По ним двигалась обыкновенная почта, повозки без верха, без мягкого сиденья, без спинки, дребезжащие, зачастую подлатанные, и более скорая экстра-почта – четырехместные коляски, запряженные пятеркой лошадей, способные делать по двадцати миль в день. Проезжали по ним придворные и посольские курьеры с запечатанными сумками, часто менявшие резвых коней,
Потоки катились туда, сюда, скрещивались, сталкивались, люди спешили, спотыкались, семенили шажком, кляли плохие дороги, смеялись злобно или благодушно над медлительностью почты, ворчали по поводу загнанных кляч и ветхих колымаг.
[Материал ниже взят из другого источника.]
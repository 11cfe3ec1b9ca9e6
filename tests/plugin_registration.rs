use std::collections::HashMap;
use std::sync::atomic::{AtomicUsize, Ordering};
use std::sync::{Arc, Mutex};

use async_trait::async_trait;
use serde_json::{json, Value};

use utcp_runtime::call_templates::{
    call_template_to_provider, register_call_template_handler, CALL_TEMPLATE_HANDLERS,
};
use utcp_runtime::providers::base::{Provider, ProviderType};
use utcp_runtime::transports::registry::GLOBAL_COMMUNICATION_PROTOCOLS;
use utcp_runtime::transports::stream::boxed_vec_stream;
use utcp_runtime::transports::{
    communication_protocols_snapshot, register_communication_protocol, CommunicationProtocol,
};

fn myproto_template_handler(template: Value) -> anyhow::Result<Value> {
    let mut obj = template.as_object().cloned().unwrap_or_default();
    obj.insert(
        "marker".to_string(),
        Value::String("handled by myproto".into()),
    );
    Ok(Value::Object(obj))
}

#[derive(Debug, Default)]
struct CountingProtocol {
    call_count: AtomicUsize,
    stream_count: AtomicUsize,
    captured_args: Mutex<Vec<HashMap<String, Value>>>,
}

#[async_trait]
impl CommunicationProtocol for CountingProtocol {
    fn name(&self) -> &'static str {
        "counting"
    }

    async fn register_tool_provider(
        &self,
        _prov: &dyn Provider,
    ) -> anyhow::Result<Vec<utcp_runtime::tools::Tool>> {
        Ok(vec![])
    }

    async fn deregister_tool_provider(&self, _prov: &dyn Provider) -> anyhow::Result<()> {
        Ok(())
    }

    async fn call_tool(
        &self,
        _tool_name: &str,
        args: HashMap<String, Value>,
        _prov: &dyn Provider,
    ) -> anyhow::Result<Value> {
        self.call_count.fetch_add(1, Ordering::SeqCst);
        self.captured_args.lock().unwrap().push(args.clone());
        Ok(json!({ "echo": args }))
    }

    async fn call_tool_stream(
        &self,
        _tool_name: &str,
        args: HashMap<String, Value>,
        _prov: &dyn Provider,
    ) -> anyhow::Result<Box<dyn utcp_runtime::transports::stream::StreamResult>> {
        self.stream_count.fetch_add(1, Ordering::SeqCst);
        self.captured_args.lock().unwrap().push(args.clone());
        Ok(boxed_vec_stream(vec![json!({ "stream": args })]))
    }
}

#[derive(Debug, Clone)]
struct DummyProvider {
    name: String,
}

impl DummyProvider {
    fn new(name: &str) -> Self {
        Self {
            name: name.to_string(),
        }
    }
}

impl Provider for DummyProvider {
    fn type_(&self) -> ProviderType {
        ProviderType::Unknown
    }

    fn name(&self) -> String {
        self.name.clone()
    }

    fn as_any(&self) -> &dyn std::any::Any {
        self
    }

    fn as_value(&self) -> serde_json::Value {
        json!({ "name": self.name, "provider_type": "unknown" })
    }

    fn allowed_protocols(&self) -> Vec<String> {
        vec!["unknown".to_string()]
    }
}

#[test]
fn registering_custom_plugins_makes_them_available() {
    let key = "myproto_test";
    let registry_before = communication_protocols_snapshot();

    register_call_template_handler(key, myproto_template_handler);
    let provider = call_template_to_provider(json!({ "call_template_type": key })).unwrap();
    assert_eq!(
        provider,
        json!({ "call_template_type": key, "marker": "handled by myproto" })
    );

    register_communication_protocol(key, Arc::new(CountingProtocol::default()));
    let snapshot = communication_protocols_snapshot();
    assert!(
        snapshot.get(key).is_some(),
        "custom communication protocol should be registered"
    );

    // Clean up globals to avoid leaking state across tests.
    if let Ok(mut handlers) = CALL_TEMPLATE_HANDLERS.write() {
        handlers.remove(key);
    }
    if let Ok(mut reg) = GLOBAL_COMMUNICATION_PROTOCOLS.write() {
        *reg = registry_before;
    }
}

#[tokio::test]
async fn custom_protocol_call_tool_and_stream_are_invoked() {
    let key = "myproto_calls";
    let registry_before = communication_protocols_snapshot();
    let protocol = Arc::new(CountingProtocol::default());
    register_communication_protocol(key, protocol.clone());

    let snapshot = communication_protocols_snapshot();
    let proto = snapshot
        .get(key)
        .expect("custom protocol should be visible in snapshot");

    let provider = DummyProvider::new("dummy");
    let mut args = HashMap::new();
    args.insert("foo".into(), json!(1));

    let call_response = proto
        .call_tool("demo.tool", args.clone(), &provider)
        .await
        .unwrap();
    assert_eq!(call_response, json!({ "echo": args.clone() }));
    assert_eq!(protocol.call_count.load(Ordering::SeqCst), 1);

    let mut stream = proto
        .call_tool_stream("demo.stream", args.clone(), &provider)
        .await
        .unwrap();
    assert_eq!(
        stream.next().await.unwrap(),
        Some(json!({ "stream": args.clone() }))
    );
    assert_eq!(stream.next().await.unwrap(), None);
    assert_eq!(protocol.stream_count.load(Ordering::SeqCst), 1);

    let captured = protocol.captured_args.lock().unwrap();
    assert_eq!(
        captured.len(),
        2,
        "call_tool and call_tool_stream should capture args"
    );

    if let Ok(mut reg) = GLOBAL_COMMUNICATION_PROTOCOLS.write() {
        *reg = registry_before;
    }
}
Людские потоки набегали, отливали, лепетали, молились, распутничали, кощунствовали, трепетали, веселились, дышали.
Герцог приказал остановить парадную карету, сам вышел, а придворных, секретарей и слуг послал вперед. На удивленные взгляды приближенных он отвечал лишь нетерпеливым пофыркиванием. У подъема на нежно зеленеющий холм экипажи остановились ожидая. Камергеры и секретари забились от мелкого нескончаемого дождя в глубь кареты, а егеря, слуги и лейб-гусары вполголоса переговаривались, шептались, судачили, посмеивались.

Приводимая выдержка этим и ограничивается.